Kolo · 09/02/2019 16:16

We’ve recently updated our late fee policy to make it more of a deterrent. We had a couple of parents who clearly thought the existing fee was a bargain and totally abused it. When a parent is late to pick up, two members of staff have to stay behind and often (at least twice a week, with these particular 2 parents) I’d end up missing activities and always losing time with my own children at home. So we implemented a late fee that was quite high and all of the fee goes to the 2 members of staff that stay behind as compensation for their time. We’ve only ever applied the fee to those parents, though. For one off unavoidable lateness we don’t apply it.

MatildaTheCat · 09/02/2019 16:22

Is it really a fine? I would call it an excess fee. And since they clearly want the switchover to be as smooth as possible to avoid disruption they have set that fee at a rate which is a deterrent.

If a parent was delayed by a true emergency and phoned ahead I assume they would levy more acceptable fees if they were legally able to accommodate the request.

Arnoldthecat · 09/02/2019 16:28

Well thanks for relating all your experiences and feedback. I guess nursery places and Montessori places are scarce so they can do this and parents have no choice but to pay up and learn and if they dont like it, their child will be ejected.

Whats a CF by the way?

OP posts:
carrotflinger · 09/02/2019 16:31

The parents do have a choice - they could choose to collect their child on time. Obviously sometimes something might happen and they will be late but the nursery will have to apply the rules to everyone otherwise you would have CFs (cheeky fuckers) taking the piss all the time which causes problems for the nursery (as explained in several posts above).

Gillian1980 · 09/02/2019 16:34

It’s £20 per 15 mins late at DD nursery. I’ve never been late so no idea how strict they are.
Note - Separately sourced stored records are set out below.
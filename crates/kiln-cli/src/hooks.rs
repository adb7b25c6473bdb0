//! Task hooks assembled from `provision` flags.

use std::fs;
use std::io;
use std::ops::ControlFlow;
use std::path::{Path, PathBuf};

use kiln_fsops::{
    AliasTableBuilder, FsOpsError, FsOpsResult, PathAliasTable, Replacement, Subtask, TaskHooks,
    walk_dir,
};
use tracing::{debug, info, warn};

/// Token in resource names replaced by the app name.
pub(crate) const APP_TOKEN: &str = "<new_>";
/// Marker dropped into every directory of a provisioned tree.
pub(crate) const COOKIE_FILE: &str = "__cookie.cki";

/// Hooks for one `provision` run.
#[derive(Debug, Default)]
pub(crate) struct ProvisionHooks {
    pub(crate) app: Option<String>,
    pub(crate) skip: Vec<String>,
    pub(crate) cookies: Option<String>,
}

impl TaskHooks for ProvisionHooks {
    fn complete_paths(&self, aliases: &mut AliasTableBuilder) -> FsOpsResult<()> {
        if let Some(app) = &self.app {
            *aliases = std::mem::take(aliases).with_app(app)?;
        }
        Ok(())
    }

    fn can_execute(&self, subtask: &Subtask, _last: bool) -> bool {
        !self.skip.iter().any(|id| id == subtask.id())
    }

    fn post_handle(
        &self,
        subtask: &Subtask,
        _last: bool,
        aliases: &PathAliasTable,
    ) -> FsOpsResult<()> {
        let Some(alias) = &self.cookies else {
            return Ok(());
        };
        let root = aliases.resolve(alias)?;
        let written = drop_cookies(subtask.id(), root)?;
        info!(alias = %alias, directories = written, "dropped cookie files");
        Ok(())
    }

    fn replacement(&self) -> Option<Replacement> {
        self.app
            .as_ref()
            .map(|app| Replacement::new(APP_TOKEN, app.clone()))
    }
}

/// Write [`COOKIE_FILE`] into `root` and every directory below it.
///
/// Existing cookies are left untouched. On failure every cookie created by
/// this call is removed again before the error is returned.
///
/// # Errors
///
/// Returns the write or walk error, or [`FsOpsError::RollbackFailed`] listing
/// the cookies that could not be removed afterwards.
pub(crate) fn drop_cookies(subtask: &str, root: &Path) -> FsOpsResult<usize> {
    let mut created = Vec::new();
    match write_cookies(root, &mut created) {
        Ok(written) => Ok(written),
        Err(err) => {
            warn!(
                root = %root.display(),
                error = %err,
                created = created.len(),
                "removing partial cookies"
            );
            let leftovers: Vec<PathBuf> = created
                .into_iter()
                .filter(|path| match fs::remove_file(path) {
                    Ok(()) => false,
                    Err(source) if source.kind() == io::ErrorKind::NotFound => false,
                    Err(source) => {
                        warn!(path = %path.display(), error = %source, "failed to remove cookie");
                        true
                    }
                })
                .collect();
            if leftovers.is_empty() {
                Err(err)
            } else {
                Err(FsOpsError::RollbackFailed {
                    subtask: subtask.to_string(),
                    paths: leftovers,
                })
            }
        }
    }
}

fn write_cookies(root: &Path, created: &mut Vec<PathBuf>) -> FsOpsResult<usize> {
    write_cookie(root, created)?;
    let mut written = 1;
    let mut failure = None;
    walk_dir(root, true, |entry| {
        if !entry.is_dir() {
            return ControlFlow::Continue(());
        }
        match write_cookie(entry.path, created) {
            Ok(()) => {
                written += 1;
                ControlFlow::Continue(())
            }
            Err(err) => {
                failure = Some(err);
                ControlFlow::Break(())
            }
        }
    })?;
    failure.map_or(Ok(written), Err)
}

fn write_cookie(dir: &Path, created: &mut Vec<PathBuf>) -> FsOpsResult<()> {
    let path = dir.join(COOKIE_FILE);
    if path.is_file() {
        return Ok(());
    }
    fs::OpenOptions::new()
        .write(true)
        .create_new(true)
        .open(&path)
        .map_err(|source| FsOpsError::Io {
            operation: "cookie.write",
            path: path.clone(),
            source,
        })?;
    debug!(path = %path.display(), "wrote cookie");
    created.push(path);
    Ok(())
}

#[cfg(test)]
mod tests {
    use super::*;
    use kiln_fsops::{ALIAS_APP_RES, RemoveSubtask};
    use kiln_test_support::{temp_workspace, write_file};

    #[test]
    fn cookies_land_in_every_directory() -> anyhow::Result<()> {
        let dir = temp_workspace()?;
        let root = dir.path();
        write_file(root, "a/b/c.txt", "c")?;
        write_file(root, "d/e.txt", "e")?;

        assert_eq!(drop_cookies("cookies", root)?, 4);
        for sub in ["", "a", "a/b", "d"] {
            assert!(root.join(sub).join(COOKIE_FILE).is_file(), "{sub}");
        }
        assert_eq!(drop_cookies("cookies", root)?, 4);
        Ok(())
    }

    #[test]
    fn failed_cookie_walk_removes_written_cookies() -> anyhow::Result<()> {
        let dir = temp_workspace()?;
        let root = dir.path();
        write_file(root, "a/x.txt", "x")?;
        write_file(root, "b/y.txt", "y")?;
        write_file(root, "c/z.txt", "z")?;
        write_file(root, "c/__cookie.cki", "kept")?;
        fs::create_dir(root.join("b").join(COOKIE_FILE))?;

        let err = drop_cookies("cookies", root).expect_err("directory blocks the cookie");
        assert!(matches!(err, FsOpsError::Io { .. }), "{err:?}");
        assert!(!root.join(COOKIE_FILE).exists());
        assert!(!root.join("a").join(COOKIE_FILE).exists());
        assert!(root.join("b").join(COOKIE_FILE).is_dir());
        assert_eq!(fs::read_to_string(root.join("c").join(COOKIE_FILE))?, "kept");
        Ok(())
    }

    #[test]
    fn app_hooks_derive_aliases_and_replacement() -> anyhow::Result<()> {
        let dir = temp_workspace()?;
        let hooks = ProvisionHooks {
            app: Some("kingdom".into()),
            skip: vec!["android".into()],
            cookies: None,
        };
        let mut builder =
            AliasTableBuilder::from_roots(dir.path().join("res"), dir.path().join("src"), None)?;
        hooks.complete_paths(&mut builder)?;
        assert_eq!(
            builder.get(ALIAS_APP_RES),
            Some(dir.path().join("kingdom-res").as_path())
        );
        assert_eq!(
            hooks.replacement(),
            Some(Replacement::new(APP_TOKEN, "kingdom"))
        );

        let skipped: Subtask = RemoveSubtask::new("android", "res", Vec::new()).into();
        let kept: Subtask = RemoveSubtask::new("ios", "res", Vec::new()).into();
        assert!(!hooks.can_execute(&skipped, false));
        assert!(hooks.can_execute(&kept, true));
        Ok(())
    }
}
//! Output renderers and formatting helpers for CLI commands.

use anyhow::anyhow;
use kiln_build::{BatchSummary, BuildDescriptor, FileTreeChecksum};
use kiln_events::EventEnvelope;
use kiln_fsops::{RollbackOutcome, TaskOutcome, TaskReport};
use serde::Serialize;
use uuid::Uuid;

use crate::cli::OutputFormat;
use crate::error::{CliError, CliResult};

#[derive(Debug, Serialize)]
pub(crate) struct TaskReportView {
    pub(crate) run_id: Uuid,
    pub(crate) task: String,
    pub(crate) status: &'static str,
    pub(crate) executed: Vec<String>,
    pub(crate) skipped: Vec<String>,
    #[serde(skip_serializing_if = "Option::is_none")]
    pub(crate) failed_subtask: Option<String>,
    #[serde(skip_serializing_if = "Option::is_none")]
    pub(crate) error: Option<String>,
    #[serde(skip_serializing_if = "Option::is_none")]
    pub(crate) rollback: Option<&'static str>,
    pub(crate) rollbacks: Vec<RollbackView>,
    #[serde(skip_serializing_if = "Vec::is_empty")]
    pub(crate) events: Vec<EventEnvelope>,
}

#[derive(Debug, Serialize)]
pub(crate) struct RollbackView {
    pub(crate) index: usize,
    pub(crate) subtask: String,
    pub(crate) outcome: &'static str,
    pub(crate) removed: usize,
    pub(crate) restored: usize,
    #[serde(skip_serializing_if = "Option::is_none")]
    pub(crate) error: Option<String>,
}

impl TaskReportView {
    pub(crate) fn new(report: &TaskReport, events: &[EventEnvelope]) -> Self {
        let (status, failed_subtask, error, rollback) = match &report.outcome {
            TaskOutcome::Succeeded => ("succeeded", None, None, None),
            TaskOutcome::Failed {
                subtask,
                error,
                rollback,
            } => (
                "failed",
                Some(subtask.clone()),
                Some(error_chain(error)),
                Some(rollback.as_str()),
            ),
        };
        let rollbacks = report
            .rollbacks
            .iter()
            .map(|entry| {
                let (outcome, removed, restored, error) = match &entry.result {
                    Ok(RollbackOutcome::RolledBack { removed, restored }) => {
                        ("rolled_back", removed.len(), restored.len(), None)
                    }
                    Ok(RollbackOutcome::Irreversible) => ("irreversible", 0, 0, None),
                    Err(err) => ("failed", 0, 0, Some(error_chain(err))),
                };
                RollbackView {
                    index: entry.index,
                    subtask: entry.subtask.clone(),
                    outcome,
                    removed,
                    restored,
                    error,
                }
            })
            .collect();
        Self {
            run_id: report.run_id,
            task: report.task.clone(),
            status,
            executed: report.executed.clone(),
            skipped: report.skipped.clone(),
            failed_subtask,
            error,
            rollback,
            rollbacks,
            events: events.to_vec(),
        }
    }
}

#[derive(Debug, Serialize)]
pub(crate) struct ArtifactView {
    pub(crate) artifact: String,
    pub(crate) kind: &'static str,
    pub(crate) output: String,
    pub(crate) needs_build: bool,
    pub(crate) source: FileTreeChecksum,
    pub(crate) built: FileTreeChecksum,
}

impl From<&BuildDescriptor> for ArtifactView {
    fn from(descriptor: &BuildDescriptor) -> Self {
        Self {
            artifact: descriptor.label(),
            kind: descriptor.kind.as_str(),
            output: descriptor.output.display().to_string(),
            needs_build: descriptor.needs_build,
            source: descriptor.source_checksum,
            built: descriptor.artifact_checksum,
        }
    }
}

#[derive(Debug, Serialize)]
struct BuildSummaryView<'a> {
    succeeded: usize,
    failed: usize,
    cancelled: bool,
    artifacts: &'a [ArtifactView],
    #[serde(skip_serializing_if = "no_events")]
    events: &'a [EventEnvelope],
}

pub(crate) fn render_task_report(
    report: &TaskReport,
    events: &[EventEnvelope],
    format: OutputFormat,
) -> CliResult<()> {
    let view = TaskReportView::new(report, events);
    match format {
        OutputFormat::Json => print_json(&view)?,
        OutputFormat::Table => {
            println!("task: {} ({})", view.task, view.run_id);
            println!("status: {}", view.status);
            if !view.executed.is_empty() {
                println!("executed: {}", view.executed.join(", "));
            }
            if !view.skipped.is_empty() {
                println!("skipped: {}", view.skipped.join(", "));
            }
            if let (Some(subtask), Some(error)) = (&view.failed_subtask, &view.error) {
                println!("failed at: {subtask}");
                println!("reason: {error}");
            }
            println!("events: {}", view.events.len());
            if let Some(rollback) = view.rollback {
                println!("rollback: {rollback}");
                println!(
                    "  {:>5} {:<20} {:<12} {:>7} {:>8} error",
                    "index", "subtask", "outcome", "removed", "restored"
                );
                for entry in &view.rollbacks {
                    println!(
                        "  {:>5} {:<20} {:<12} {:>7} {:>8} {}",
                        entry.index,
                        entry.subtask,
                        entry.outcome,
                        entry.removed,
                        entry.restored,
                        entry.error.as_deref().unwrap_or("-")
                    );
                }
            }
        }
    }
    Ok(())
}

pub(crate) fn render_artifacts(
    descriptors: &[BuildDescriptor],
    format: OutputFormat,
) -> CliResult<()> {
    let views: Vec<ArtifactView> = descriptors.iter().map(ArtifactView::from).collect();
    match format {
        OutputFormat::Json => print_json(&views)?,
        OutputFormat::Table => print_artifact_table(&views),
    }
    Ok(())
}

pub(crate) fn render_build_summary(
    summary: &BatchSummary,
    descriptors: &[BuildDescriptor],
    events: &[EventEnvelope],
    format: OutputFormat,
) -> CliResult<()> {
    let views: Vec<ArtifactView> = descriptors.iter().map(ArtifactView::from).collect();
    match format {
        OutputFormat::Json => print_json(&BuildSummaryView {
            succeeded: summary.succeeded,
            failed: summary.failed,
            cancelled: summary.cancelled,
            artifacts: &views,
            events,
        })?,
        OutputFormat::Table => {
            println!(
                "built: {} failed: {}{}",
                summary.succeeded,
                summary.failed,
                if summary.cancelled { " (cancelled)" } else { "" }
            );
            print_artifact_table(&views);
        }
    }
    Ok(())
}

#[allow(clippy::trivially_copy_pass_by_ref)]
const fn no_events(events: &&[EventEnvelope]) -> bool {
    events.is_empty()
}

fn print_artifact_table(views: &[ArtifactView]) {
    println!(
        "{:<32} {:<10} {:>6} {:>12} {:>6} ARTIFACT",
        "NAME", "KIND", "FILES", "SIZE", "STALE"
    );
    for view in views {
        println!(
            "{:<32} {:<10} {:>6} {:>12} {:>6} {}",
            view.artifact,
            view.kind,
            view.source.file_count,
            format_bytes(view.source.total_size),
            if view.needs_build { "yes" } else { "no" },
            view.output
        );
    }
}

/// Render an error and its sources as `outer: inner: root`.
pub(crate) fn error_chain(error: &(dyn std::error::Error + 'static)) -> String {
    let mut text = error.to_string();
    let mut source = error.source();
    while let Some(cause) = source {
        text.push_str(": ");
        text.push_str(&cause.to_string());
        source = cause.source();
    }
    text
}

fn print_json<T: Serialize + ?Sized>(value: &T) -> CliResult<()> {
    let text = serde_json::to_string_pretty(value)
        .map_err(|err| CliError::failure(anyhow!("failed to format JSON: {err}")))?;
    println!("{text}");
    Ok(())
}

pub(crate) fn format_bytes(bytes: u64) -> String {
    const KIB: u64 = 1024;
    const MIB: u64 = KIB * 1024;
    const GIB: u64 = MIB * 1024;
    let (unit, label) = if bytes >= GIB {
        (GIB, "GiB")
    } else if bytes >= MIB {
        (MIB, "MiB")
    } else if bytes >= KIB {
        (KIB, "KiB")
    } else {
        return format!("{bytes} B");
    };
    let hundredths = bytes.saturating_mul(100) / unit;
    format!("{}.{:02} {label}", hundredths / 100, hundredths % 100)
}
Yes, I’d be annoyed at being out of pocket. But not annoyed at the nursery as that is the agreement I signed.

Tawdrylocalbrouhaha · 09/02/2019 16:52

My DS's nursery charges £1 per minute late. It really motivates me to sprint from the station when my train is behind schedule.

BazingaBaby · 09/02/2019 16:58

Late fees have to be high enough to deter parents/carers from seeing it as cheap childcare. The nursery I work at closes at 6:30, this means after 6:30 I'm not being paid and more importantly we're not insured to have children on the premises. Parents who turn up literally at 6:30 and expect a full handover then eat into my personal time, are on site after our insurance is ended for the day and often have to deal with children who are sad as they're the last ones left when all their friends have gone home.

I think a lot of parents see a session end time as the time to turn up but actually you ought to consider it as the latest time at which you and your child leave the setting. So as a rule if you'd like detailed handover/a little chat then you ought to be turning up 10-15 minutes before the end of session.